The Ice Seduction Read online

Page 12


  ‘No more excuses,’ he says.

  He wraps my legs around his waist one at a time, and holds me tight to him as he carries me to the sofa and lowers me down. Then he crouches, pushing his body between my legs.

  His lips find mine, kissing me with such heat and passion that for a moment I don’t know where I am … even who I am.

  God. God. I feel like I’m burning. Melting. But at the same time, cold little shocks run through my whole body.

  I hear myself let out little murmurs and moans as his hands move to my legs, pulling off my boots, tugging down my leggings and panties, pushing up my skirt.

  ‘Wait—’

  ‘No more waiting,’ he growls. ‘There’s nowhere left to run.’

  I feel him freeing himself from his trousers, and gasp as the weight of him presses along my thigh.

  God good. Oh sweet Jesus. I need to be strong. I need to be …

  His hands push my legs further apart, and I see the glint of a condom packet before he plunges into me so quickly and deeply that I let out a startled cry – somewhere between shock, pain and pleasure.

  ‘Patrick. Oh Patrick,’ I murmur, all resistance gone. I can barely think, let alone protest.

  He begins to move and I moan.

  ‘Oh god, oh god.’

  He pushes me hard into the sofa, rocking me back and forth into him, and I melt beneath him.

  His eyes are locked on mine, and I know he’s right – there’s nowhere left to run right now. I can’t escape him. This had to happen.

  And I don’t want to escape him. I don’t want to be anywhere but here, under Patrick’s huge, strong body.

  There’s no tomorrow. No future. Only now, now, now. All I can feel, think, breathe, is Patrick inside me.

  My hands grasp at his backside, and I let out another long moan as I pull him deeper.

  He responds by pumping harder and faster, pulling all the way out, then plunging in over and over again.

  He groans an animal groan with every thrust into my body.

  We move together, harder and faster, and I’m overcome with pleasure.

  ‘Oh. Oh,’ I moan, feeling my body being pounded into the sofa.

  Just as heat builds up and up, Patrick pulls out.

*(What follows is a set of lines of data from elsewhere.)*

#[cfg(test)]
mod tests {
    use super::*;
    use crate::logic::fixtures::outlook;
    use crate::models::{
        Granularity, MarketSignal, OutlookSource, RiskKind, TrendKind, WaterRequirement,
    };
    use async_trait::async_trait;

    enum FakeWeather {
        Fixed(SeasonalOutlook),
        Failing,
        Slow,
    }

    #[async_trait]
    impl WeatherOutlookProvider for FakeWeather {
        async fn fetch_outlook(&self, _coordinates: Coordinates) -> Result<SeasonalOutlook> {
            match self {
                FakeWeather::Fixed(outlook) => Ok(outlook.clone()),
                FakeWeather::Failing => Err(AgroRankError::DataSourceUnavailable(
                    "weather down".into(),
                )),
                FakeWeather::Slow => {
                    tokio::time::sleep(Duration::from_secs(30)).await;
                    Ok(outlook(RiskKind::None))
                }
            }
        }
    }

    enum FakeMarket {
        Fixed(MarketSignals),
        Failing,
        Slow,
    }

    #[async_trait]
    impl MarketTrendProvider for FakeMarket {
        async fn fetch_signals(
            &self,
            _location: &str,
            _candidates: &[CandidateDefinition],
        ) -> Result<MarketSignals> {
            match self {
                FakeMarket::Fixed(signals) => Ok(signals.clone()),
                FakeMarket::Failing => {
                    Err(AgroRankError::DataSourceUnavailable("market down".into()))
                }
                FakeMarket::Slow => {
                    tokio::time::sleep(Duration::from_secs(30)).await;
                    Ok(MarketSignals::new())
                }
            }
        }
    }

    type TestService = RecommendationService<FakeWeather, FakeMarket>;

    fn offline_service() -> TestService {
        TestService::new(CandidateCatalog::builtin().unwrap())
    }

    fn november() -> NaiveDate {
        NaiveDate::from_ymd_opt(2024, 11, 15).unwrap()
    }

    fn ids(report: &RecommendationReport) -> Vec<&str> {
        report
            .recommendations
            .iter()
            .map(|c| c.candidate_id.as_str())
            .collect()
    }

    #[tokio::test]
    async fn dry_region_prefers_drought_tolerant_crops() {
        let service = offline_service();
        let request = RecommendationRequest::new("Jaipur")
            .with_season(Season::Rabi)
            .with_date(november());

        let report = service.get_recommendations(&request).await.unwrap();

        assert_eq!(report.region_id, "rajasthan");
        assert_eq!(report.granularity, Granularity::Region);
        assert!(ids(&report).iter().take(3).any(|id| *id == "mustard"));
        assert!(!ids(&report).contains(&"wheat"));
        assert!(report
            .recommendations
            .iter()
            .all(|c| c.water_requirement != WaterRequirement::High));
    }

    #[tokio::test]
    async fn irrigated_district_ranks_wheat_high() {
        let service = offline_service();
        let request = RecommendationRequest::new("Ludhiana")
            .with_season(Season::Rabi)
            .with_date(november());

        let report = service.get_recommendations(&request).await.unwrap();
        assert_eq!(report.granularity, Granularity::District);

        let position = ids(&report).iter().position(|id| *id == "wheat").unwrap();
        assert!(position < 3);
        let wheat = &report.recommendations[position];
        assert!(wheat
            .reasons
            .iter()
            .any(|r| r == "Water requirement met"));
    }

    #[tokio::test]
    async fn failed_enrichment_still_ranks() {
        let service = offline_service()
            .with_weather(FakeWeather::Failing)
            .with_market(FakeMarket::Failing);
        let request = RecommendationRequest::new("Jaipur").with_date(november());

        let report = service.get_recommendations(&request).await.unwrap();

        assert!(!report.is_empty());
        assert_eq!(report.enrichment, EnrichmentStatus::default());
        assert_eq!(report.outlook.source, OutlookSource::SeasonalHeuristic);
        assert_eq!(report.outlook.risk_kind, RiskKind::ColdSnap);
        assert!(report
            .recommendations
            .iter()
            .all(|c| !c.factors.iter().any(|f| f.contains("Market"))));
    }

    #[tokio::test]
    async fn slow_enrichment_times_out_to_fallback() {
        let service = offline_service()
            .with_weather(FakeWeather::Slow)
            .with_market(FakeMarket::Slow)
            .with_timeouts(Duration::from_millis(50), Duration::from_millis(50));
        let request = RecommendationRequest::new("Ludhiana").with_date(november());

        let started = std::time::Instant::now();
        let report = service.get_recommendations(&request).await.unwrap();

        // Both fetches run concurrently under their own timeouts.
        assert!(started.elapsed() < Duration::from_secs(5));
        assert!(!report.enrichment.weather);
        assert!(!report.enrichment.market);
        assert!(!report.is_empty());
    }

    #[tokio::test]
    async fn live_enrichment_is_applied() {
        let mut signals = MarketSignals::new();
        signals.insert(
            "mustard".into(),
            MarketSignal::new("mustard", TrendKind::Up, 1200.0),
        );
        let service = offline_service()
            .with_weather(FakeWeather::Fixed(outlook(RiskKind::None)))
            .with_market(FakeMarket::Fixed(signals));
        let request = RecommendationRequest::new("Jaipur")
            .with_season(Season::Rabi)
            .with_date(november());

        let report = service.get_recommendations(&request).await.unwrap();

        assert!(report.enrichment.fully_enriched());
        assert_eq!(ids(&report)[0], "mustard");
        let mustard = &report.recommendations[0];
        // 60 + 20 soil + 25 drought + 15 trend + 10 margin + 5 outlook + 30 regional
        assert_eq!(mustard.score, 165.0);
        assert!(mustard.factors.iter().any(|f| f == "Market trending up"));
    }

    #[tokio::test]
    async fn heavy_rain_outlook_vetoes_dry_crops() {
        let service =
            offline_service().with_weather(FakeWeather::Fixed(outlook(RiskKind::HighRainfall)));
        let request = RecommendationRequest::new("Jaipur")
            .with_season(Season::Rabi)
            .with_date(november());

        let report = service.get_recommendations(&request).await.unwrap();

        // Every low-water rabi crop is vetoed despite regional bonuses.
        assert!(!ids(&report).contains(&"mustard"));
        assert!(!ids(&report).contains(&"gram"));
    }

    #[tokio::test]
    async fn wet_soil_upgrades_irrigation() {
        let wet = SeasonalOutlook::from_forecast(25.0, 10.0, Some(0.4));
        let service = offline_service().with_weather(FakeWeather::Fixed(wet.clone()));
        let request = RecommendationRequest::new("Jaipur")
            .with_season(Season::Rabi)
            .with_date(november());

        let report = service.get_recommendations(&request).await.unwrap();
        assert!(ids(&report).contains(&"wheat"));

        let unadjusted = offline_service()
            .with_weather(FakeWeather::Fixed(wet))
            .with_soil_moisture_adjustment(false);
        let report = unadjusted.get_recommendations(&request).await.unwrap();
        assert!(!ids(&report).contains(&"wheat"));
    }

    #[tokio::test]
    async fn unknown_location_uses_default_profile() {
        let service = offline_service();
        let request = RecommendationRequest::new("Atlantis")
            .with_season(Season::Kharif)
            .with_date(november());

        let report = service.get_recommendations(&request).await.unwrap();
        assert_eq!(report.granularity, Granularity::Default);
        assert!(!report.is_empty());
    }

    #[tokio::test]
    async fn season_follows_calendar_without_override() {
        let service = offline_service();
        let request = RecommendationRequest::new("Ludhiana")
            .with_date(NaiveDate::from_ymd_opt(2024, 7, 10).unwrap());

        let report = service.get_recommendations(&request).await.unwrap();
        assert_eq!(report.season, Season::Kharif);
        assert_eq!(report.outlook.risk_kind, RiskKind::HighRainfall);
    }

    #[tokio::test]
    async fn top_n_limits_results() {
        let service = offline_service();
        let request = RecommendationRequest::new("Ludhiana")
            .with_season(Season::Rabi)
            .with_date(november())
            .with_top_n(2);

        let report = service.get_recommendations(&request).await.unwrap();
        assert_eq!(report.recommendations.len(), 2);
        assert_eq!(ids(&report), vec!["sugarcane", "wheat"]);
    }

    #[tokio::test]
    async fn identical_requests_give_identical_reports() {
        let service = offline_service();
        let request = RecommendationRequest::new("Ludhiana, Punjab")
            .with_season(Season::Rabi)
            .with_date(november());

        let first = service.get_recommendations(&request).await.unwrap();
        let second = service.get_recommendations(&request).await.unwrap();
        assert_eq!(first.recommendations, second.recommendations);
    }

    #[tokio::test]
    async fn catalog_swap_affects_later_requests() {
        let service = offline_service();
        let request = RecommendationRequest::new("Jaipur")
            .with_season(Season::Rabi)
            .with_date(november());

        let only_barley: Vec<CandidateDefinition> = CandidateCatalog::builtin()
            .unwrap()
            .candidates()
            .iter()
            .filter(|c| c.id == "barley")
            .cloned()
            .collect();
        service
            .catalog()
            .replace(CandidateCatalog::new(only_barley).unwrap());

        let report = service.get_recommendations(&request).await.unwrap();
        assert_eq!(ids(&report), vec!["barley"]);
    }

    #[tokio::test]
    async fn all_candidates_vetoed_gives_empty_report() {
        let service =
            offline_service().with_weather(FakeWeather::Fixed(outlook(RiskKind::Heatwave)));
        let thirsty: Vec<CandidateDefinition> = CandidateCatalog::builtin()
            .unwrap()
            .candidates()
            .iter()
            .filter(|c| c.water_requirement == WaterRequirement::High)
            .cloned()
            .collect();
        assert!(thirsty.iter().any(|c| c.is_in_season(Season::Rabi)));
        service
            .catalog()
            .replace(CandidateCatalog::new(thirsty).unwrap());

        let request = RecommendationRequest::new("Jaipur")
            .with_season(Season::Rabi)
            .with_date(november());
        let report = service.get_recommendations(&request).await.unwrap();

        assert!(report.is_empty());
        assert!(report.enrichment.weather);
        assert!(!report.enrichment.market);
        assert_eq!(report.outlook.risk_kind, RiskKind::Heatwave);
        assert_eq!(report.region_id, "rajasthan");
    }

    #[tokio::test]
    async fn long_non_ascii_location_accepted() {
        let service = offline_service();
        let location = "ग्राम पंचायत रामपुरा, तहसील सांगानेर, ".repeat(4);
        assert!(location.len() > MAX_LOCATION_LEN);
        assert!(location.chars().count() <= MAX_LOCATION_LEN);

        let request = RecommendationRequest::new(location)
            .with_season(Season::Rabi)
            .with_date(november());
        let report = service.get_recommendations(&request).await.unwrap();
        assert_eq!(report.granularity, Granularity::Default);

        let too_long = RecommendationRequest::new("ग".repeat(MAX_LOCATION_LEN + 1));
        assert!(matches!(
            too_long.validate(),
            Err(AgroRankError::InvalidInput(_))
        ));
    }

    #[tokio::test]
    async fn malformed_input_rejected() {
        let service = offline_service();

        for request in [
            RecommendationRequest::new("   "),
            RecommendationRequest::new("Jaipur").with_top_n(0),
            RecommendationRequest::new("Jaipur").with_coordinates(f64::NAN, 75.0),
            RecommendationRequest::new("Jaipur").with_coordinates(95.0, 75.0),
        ] {
            let err = service.get_recommendations(&request).await.unwrap_err();
            assert!(matches!(err, AgroRankError::InvalidInput(_)));
        }
    }

    #[tokio::test]
    async fn report_serializes_to_json() {
        let service = offline_service();
        let request = RecommendationRequest::new("Ludhiana")
            .with_season(Season::Rabi)
            .with_date(november());

        let report = service.get_recommendations(&request).await.unwrap();
        let json = serde_json::to_value(&report).unwrap();
        assert_eq!(json["season"], "rabi");
        assert_eq!(json["region_id"], "punjab");
        assert!(!json["recommendations"].as_array().unwrap().is_empty());
    }
}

  I feel cool air between my legs and a throbbing, aching feeling that cries out for him to be back inside of me.

  ‘Don’t stop,’ I cry. ‘Please.’

  Patrick flips me over so my face presses right into the sofa, and my backside sticks up in the air.

  ‘Please Patrick …’

  He rubs a rough hand over my buttocks, squeezing and releasing, and then I feel cool air as he steps away.

  ‘Patrick,’ I moan, almost panicking. ‘I need you. Don’t stop. Please …’

  ‘Tell me now that you don’t want this,’ says Patrick. ‘And I’ll walk away.’

  ‘Patrick,’ I beg, still pulsing between my legs. I’m literally aching for him to be back inside me. ‘I do. I do want it.’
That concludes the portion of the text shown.